To wrap things up a bit, if you have a 2D NDRange of a global work size of (4, 6) and a local work size of (2, 2) it means that:

the global size in the dimension 0 will be 4
the global size in the dimension 1 will be 6
the local size (or workgroup size) in the dimension 0 will be 2
the local size (or workgroup size) in the dimension 1 will be 2
the thread global ids in the dimension 0 will range from 0 to 3
the thread global ids in the dimension 1 will range from 0 to 5
the thread local ids in the dimension 0 will range from 0 to 1
the thread local ids in the dimension 1 will range from 0 to 1
The total number of threads in the NDRange will be 4 * 6 = 24
The total number of threads in a workgroup will be 2 * 2 = 4
The total number of workgroups will be (4/2) * (6/2) = 6
the group ids in the dimension 0 will range from 0 to 1
the group ids in the dimension 1 will range from 0 to 2
there will be only one thread will the global id (0, 0) but there will be 6 threads with the local id (0, 0) because there are 6 groups.

Example:

Here is a dummy example to use all these concepts together (note that performance would be terrible, it's just a stupid example).

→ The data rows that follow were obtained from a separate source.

//! Ledger adjustment service.
//!
//! Narrow wrapper over [`LedgerClient`] that fixes the sign convention:
//! callers always pass positive magnitudes, credits post them as-is and
//! debits negate them. Idempotency rides on the order id, so every call
//! site must mint a fresh one per adjustment.

use bigdecimal::BigDecimal;
use serde_json::Value;
use tracing::info;

use crate::gateway::{LedgerClient, LedgerError};

#[derive(Clone)]
pub struct LedgerAdjuster {
    client: LedgerClient,
}

impl LedgerAdjuster {
    pub fn new(client: LedgerClient) -> Self {
        Self { client }
    }

    pub fn circuit_state(&self) -> String {
        self.client.circuit_state()
    }

    /// Credits `amount` to the account under `order_id`.
    pub async fn credit(
        &self,
        account_number: &str,
        amount: &BigDecimal,
        order_id: &str,
    ) -> Result<Value, LedgerError> {
        info!(account_number, order_id, amount = %amount, "crediting ledger");
        self.client
            .adjust_balance(account_number, amount.clone(), order_id)
            .await
    }

    /// Debits `amount` from the account under `order_id`.
    pub async fn debit(
        &self,
        account_number: &str,
        amount: &BigDecimal,
        order_id: &str,
    ) -> Result<Value, LedgerError> {
        info!(account_number, order_id, amount = %amount, "debiting ledger");
        self.client
            .adjust_balance(account_number, -amount, order_id)
            .await
    }
}

#[cfg(test)]
mod tests {
    use super::*;
    use std::str::FromStr;

    #[tokio::test]
    async fn credit_posts_positive_amount() {
        let mut server = mockito::Server::new_async().await;
        let mock = server
            .mock("POST", "/balance")
            .match_body(mockito::Matcher::Json(serde_json::json!({
                "accountno": "100234",
                "amount": "12.00",
                "orderid": "RF1234ABCD5678",
            })))
            .with_status(200)
            .with_body(r#"{"result":"ok"}"#)
            .create_async()
            .await;

        let adjuster = LedgerAdjuster::new(LedgerClient::new(format!("{}/balance", server.url())));
        adjuster
            .credit(
                "100234",
                &BigDecimal::from_str("12.00").unwrap(),
                "RF1234ABCD5678",
            )
            .await
            .unwrap();

        mock.assert_async().await;
    }

    #[tokio::test]
    async fn debit_posts_negated_amount() {
        let mut server = mockito::Server::new_async().await;
        let mock = server
            .mock("POST", "/balance")
            .match_body(mockito::Matcher::Json(serde_json::json!({
                "accountno": "100234",
                "amount": "-12.00",
                "orderid": "WD1234ABCD5678",
            })))
            .with_status(200)
            .with_body(r#"{"result":"ok"}"#)
            .create_async()
            .await;

        let adjuster = LedgerAdjuster::new(LedgerClient::new(format!("{}/balance", server.url())));
        adjuster
            .debit(
                "100234",
                &BigDecimal::from_str("12.00").unwrap(),
                "WD1234ABCD5678",
            )
            .await
            .unwrap();

        mock.assert_async().await;
    }
}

Let's say you have a 2D array of 6 rows and 4 columns of int. You want to group these elements in square of 2 by 2 elements and sum them up in such a way that for instance, the elements (0, 0), (0, 1), (1, 0), (1, 1) will be in one group (hope it's clear enough). Because you'll have 6 "squares" you'll have 6 results for the sums, so you'll need an array of 6 elements to store these results.

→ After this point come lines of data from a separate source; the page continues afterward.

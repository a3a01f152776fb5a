//! Deposit reconciliation service.
//!
//! Ingests gateway callbacks into the settlement ledger and keeps ledger
//! credits exactly-once: plain callbacks dedup on the gateway's own
//! transaction id, encrypted settlement advice dedups on the order's
//! status transition. A persisted notification whose credit fails is
//! never retried automatically; it is flagged for manual reconciliation.

use std::sync::Arc;

use bigdecimal::BigDecimal;
use chrono::{DateTime, Utc};
use serde_json::Value;
use tracing::{error, info, warn};
use uuid::Uuid;

use crate::crypto::EnvelopeCipher;
use crate::domain::{order_ref, Order, OrderStatus, Transaction};
use crate::error::AppError;
use crate::gateway::PayoutClient;
use crate::services::LedgerAdjuster;
use crate::store::SettlementStore;

/// Parsed fields of a deposit callback's transaction object.
#[derive(Debug)]
pub struct NotificationInput {
    pub gateway_txn_id: String,
    pub status: String,
    pub amount: BigDecimal,
    pub merchant_txn_id: Option<String>,
    pub merchant_user_id: Option<String>,
    pub txn_type: Option<String>,
    pub ref_id: Option<String>,
    pub gateway: Option<i32>,
    pub merchant: Option<i32>,
    pub wallet: Option<i32>,
    pub currency: Option<String>,
    pub added_on: Option<DateTime<Utc>>,
}

/// What happened to an ingested callback.
#[derive(Debug, Clone, Copy, PartialEq, Eq)]
pub enum CallbackOutcome {
    /// Recorded and the ledger credit went through.
    Settled,
    /// Recorded; the gateway did not report the payment completed.
    Unsettled,
    /// Recorded; the credit was attempted and failed.
    LedgerFailed,
    /// This gateway transaction id was already recorded.
    Duplicate,
}

/// What happened to a piece of settlement advice for an order.
#[derive(Debug, Clone, Copy, PartialEq, Eq)]
pub enum AdviceOutcome {
    Credited,
    LedgerFailed,
    Failed,
    Replayed,
}

/// Acknowledgement for an envelope-based deposit order.
#[derive(Debug)]
pub struct SealedOrderAck {
    pub raw: Value,
    pub decrypted: Option<Value>,
}

#[derive(Clone)]
pub struct DepositService {
    store: Arc<dyn SettlementStore>,
    adjuster: LedgerAdjuster,
    cipher: EnvelopeCipher,
    sealed_gateway: PayoutClient,
    agent_code: String,
}

impl DepositService {
    pub fn new(
        store: Arc<dyn SettlementStore>,
        adjuster: LedgerAdjuster,
        cipher: EnvelopeCipher,
        sealed_gateway: PayoutClient,
        agent_code: String,
    ) -> Self {
        Self {
            store,
            adjuster,
            cipher,
            sealed_gateway,
            agent_code,
        }
    }

    /// Records a gateway notification and credits the payer's ledger
    /// account when the payment is complete. Replays are detected by the
    /// atomic insert, so at most one delivery of a notification ever
    /// reaches the ledger.
    pub async fn record_callback(
        &self,
        input: NotificationInput,
    ) -> Result<CallbackOutcome, AppError> {
        let tx = Transaction {
            id: Uuid::new_v4(),
            gateway_txn_id: input.gateway_txn_id,
            status: input.status,
            amount: input.amount,
            merchant_txn_id: input.merchant_txn_id,
            merchant_user_id: input.merchant_user_id,
            txn_type: input.txn_type,
            ref_id: input.ref_id,
            gateway: input.gateway,
            merchant: input.merchant,
            wallet: input.wallet,
            currency: input.currency.unwrap_or_else(|| "INR".to_string()),
            added_on: input.added_on,
            created_at: Utc::now(),
        };

        let inserted = self.store.record_transaction(&tx).await?;
        if !inserted {
            info!(gateway_txn_id = %tx.gateway_txn_id, "duplicate gateway notification ignored");
            return Ok(CallbackOutcome::Duplicate);
        }

        if !tx.is_completed() {
            info!(
                gateway_txn_id = %tx.gateway_txn_id,
                status = %tx.status,
                "notification recorded, payment not completed"
            );
            return Ok(CallbackOutcome::Unsettled);
        }

        let account_number = match tx.merchant_user_id.as_deref() {
            Some(account) => account,
            None => {
                warn!(
                    gateway_txn_id = %tx.gateway_txn_id,
                    "completed notification carries no merchant user id, cannot credit"
                );
                return Ok(CallbackOutcome::LedgerFailed);
            }
        };

        let order_id = order_ref("ORD");
        match self.adjuster.credit(account_number, &tx.amount, &order_id).await {
            Ok(_) => {
                info!(
                    gateway_txn_id = %tx.gateway_txn_id,
                    order_id = %order_id,
                    amount = %tx.amount,
                    "deposit settled"
                );
                Ok(CallbackOutcome::Settled)
            }
            Err(e) => {
                error!(
                    gateway_txn_id = %tx.gateway_txn_id,
                    order_id = %order_id,
                    error = %e,
                    "ledger credit failed, transaction kept for manual reconciliation"
                );
                Ok(CallbackOutcome::LedgerFailed)
            }
        }
    }

    /// Settles an order from decrypted gateway advice. The pending to
    /// success transition is the dedup gate: only the caller that wins it
    /// issues the credit, under the order's own id.
    pub async fn complete_order(
        &self,
        order_id: &str,
        advised_amount: Option<&BigDecimal>,
    ) -> Result<AdviceOutcome, AppError> {
        let order = self
            .store
            .order(order_id)
            .await?
            .ok_or_else(|| AppError::NotFound(format!("order {}", order_id)))?;

        let won = self
            .store
            .transition_order(order_id, OrderStatus::Pending, OrderStatus::Success)
            .await?;
        if !won {
            info!(order_id, status = %order.status, "settlement advice replayed, ignoring");
            return Ok(AdviceOutcome::Replayed);
        }

        let amount = advised_amount.unwrap_or(&order.amount);
        match self
            .adjuster
            .credit(&order.account_number, amount, order_id)
            .await
        {
            Ok(_) => {
                info!(order_id, amount = %amount, "order settled");
                Ok(AdviceOutcome::Credited)
            }
            Err(e) => {
                error!(
                    order_id,
                    error = %e,
                    "ledger credit failed after settling order, manual reconciliation required"
                );
                Ok(AdviceOutcome::LedgerFailed)
            }
        }
    }

    /// Marks an order failed from non-success gateway advice. No ledger
    /// movement; replays lose the transition and are ignored.
    pub async fn fail_order(&self, order_id: &str) -> Result<AdviceOutcome, AppError> {
        if self.store.order(order_id).await?.is_none() {
            return Err(AppError::NotFound(format!("order {}", order_id)));
        }

        let won = self
            .store
            .transition_order(order_id, OrderStatus::Pending, OrderStatus::Failed)
            .await?;
        if !won {
            return Ok(AdviceOutcome::Replayed);
        }

        info!(order_id, "order marked failed from gateway advice");
        Ok(AdviceOutcome::Failed)
    }

    /// Opens a deposit order on the sealed gateway: persists it pending,
    /// seals the request and forwards the gateway's acknowledgement,
    /// opening the nested envelope when one is present.
    pub async fn open_sealed_order(
        &self,
        order_id: String,
        account_number: String,
        amount: BigDecimal,
    ) -> Result<SealedOrderAck, AppError> {
        let order = Order::new(order_id, account_number, amount);
        self.store.create_order(&order).await?;

        let sealed = self.cipher.seal(&serde_json::json!({
            "orderid": order.order_id,
            "amount": order.amount,
        }))?;

        let receipt = self
            .sealed_gateway
            .create_order(&sealed, &self.agent_code)
            .await?;

        let decrypted = receipt.sealed_data().and_then(|data| {
            match self.cipher.open::<Value>(data) {
                Ok(value) => Some(value),
                Err(e) => {
                    warn!(order_id = %order.order_id, error = %e, "gateway ack envelope unreadable");
                    None
                }
            }
        });

        info!(order_id = %order.order_id, "sealed deposit order opened");
        Ok(SealedOrderAck {
            raw: receipt.raw,
            decrypted,
        })
    }
}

To solve this, you use our 2D NDRange detailed just above. Each thread will fetch from the global memory one element, and will store it in the local memory. Then after a synchronization, only one thread per workgroup, let say each local(0, 0) threads will sum the elements (in local) up and then store the result at a specific place in a 6 elements array (in global).

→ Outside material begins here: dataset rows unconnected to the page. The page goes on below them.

//! Settlement ledger store.
//!
//! Persistence boundary for orders, gateway transactions and withdrawals.
//! Services depend on the [`SettlementStore`] trait; the Postgres adapter
//! backs production and the in-memory adapter backs tests.

pub mod memory;
pub mod postgres;

use async_trait::async_trait;
use serde_json::Value;
use sqlx::postgres::{PgPool, PgPoolOptions};
use thiserror::Error;

use crate::domain::{Order, OrderStatus, Transaction, Withdrawal, WithdrawalStatus};

pub async fn create_pool(database_url: &str) -> Result<PgPool, sqlx::Error> {
    PgPoolOptions::new()
        .max_connections(5)
        .connect(database_url)
        .await
}

#[derive(Debug, Error)]
pub enum StoreError {
    #[error("record not found: {0}")]
    NotFound(String),

    #[error("record already exists: {0}")]
    Duplicate(String),

    #[error("illegal status transition for {id}: {from} -> {to}")]
    IllegalTransition {
        id: String,
        from: String,
        to: String,
    },

    #[error("corrupt record {id}: unknown status {status}")]
    Corrupt { id: String, status: String },

    #[error("database error: {0}")]
    Database(#[from] sqlx::Error),
}

pub type StoreResult<T> = Result<T, StoreError>;

/// Result of attempting to claim a withdrawal for processing.
#[derive(Debug)]
pub enum WithdrawalClaim {
    /// Caller won the claim; the returned record is already `Processing`.
    Claimed(Withdrawal),
    /// Someone else finished (or is finishing) this withdrawal first.
    AlreadyProcessed(WithdrawalStatus),
    /// No withdrawal under that order id.
    NotFound,
}

#[async_trait]
pub trait SettlementStore: Send + Sync {
    /// Reachability probe for health reporting.
    async fn ping(&self) -> bool;

    /// Records a gateway transaction if its `gateway_txn_id` has never been
    /// seen. Returns `true` when the record was inserted, `false` when a
    /// record with the same gateway id already exists. The check and the
    /// insert are a single atomic step, so concurrent replays of one
    /// notification admit exactly one writer.
    async fn record_transaction(&self, tx: &Transaction) -> StoreResult<bool>;

    async fn transaction_by_gateway_id(
        &self,
        gateway_txn_id: &str,
    ) -> StoreResult<Option<Transaction>>;

    async fn create_order(&self, order: &Order) -> StoreResult<()>;

    async fn order(&self, order_id: &str) -> StoreResult<Option<Order>>;

    /// Moves an order from `from` to `to` only if it is still in `from`.
    /// Returns whether this caller performed the transition.
    async fn transition_order(
        &self,
        order_id: &str,
        from: OrderStatus,
        to: OrderStatus,
    ) -> StoreResult<bool>;

    async fn create_withdrawal(&self, withdrawal: &Withdrawal) -> StoreResult<()>;

    async fn withdrawal(&self, order_id: &str) -> StoreResult<Option<Withdrawal>>;

    /// Atomically claims a pending withdrawal for processing. At most one
    /// caller ever receives `Claimed` for a given order id.
    async fn claim_withdrawal(&self, order_id: &str) -> StoreResult<WithdrawalClaim>;

    /// Finalizes a claimed withdrawal into a terminal status, attaching the
    /// gateway response and, when a compensating credit was issued, the
    /// refund order id. Only a `Processing` row may be finalized.
    async fn finalize_withdrawal(
        &self,
        order_id: &str,
        status: WithdrawalStatus,
        gateway_response: Option<Value>,
        refund_order_id: Option<String>,
    ) -> StoreResult<Withdrawal>;
}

//in is a 24 int array, result is a 6 int array, temp is a 4 int array 
kernel void foo(global int *in, global int *result, local int *temp){
    //use vectors for conciseness
    int2 globalId = (int2)(get_global_id(0), get_global_id(1));
    int2 localId = (int2)(get_local_id(0), get_local_id(1));
    int2 groupId = (int2)(get_group_id (0), get_group_id (1));
    int2 globalSize = (int2)(get_global_size(0), get_global_size(1));
    int2 locallSize = (int2)(get_local_size(0), get_local_size(1));
    int2 numberOfGrp = (int2)(get_num_groups (0), get_num_groups (1));

    //Read from global and store to local
    temp[localId.x + localId.y * localSize.x] = in[globalId.x + globalId.y * globalSize.x];
    //Sync
    barrier(CLK_LOCAL_MEM_FENCE);    
    //Only the threads with local id (0, 0) sum elements up
    if(localId.x == 0 && localId.y == 0){
    int sum = 0;
        for(int i = 0; i < locallSize.x * locallSize.y ; i++){
            sum += temp[i];
        }
    //store result in global
    result[groupId.x + numberOfGrp.x * groupId.y] = sum; 
    }
}

And finally to answer to your question: Do global_work_size and local_work_size have any effect on application logic?

Usually yes because it's part of the way you design you algo. Note that the size of the workgroup is not taken randomly but matches my need (here 2 by 2 square).

Note also that if you decide to use a NDRange of 1 dimension with a size of 24 and a local size of 4 in 1 dim, it'll screw things up too because the kernel was designed to use 2 dimensions.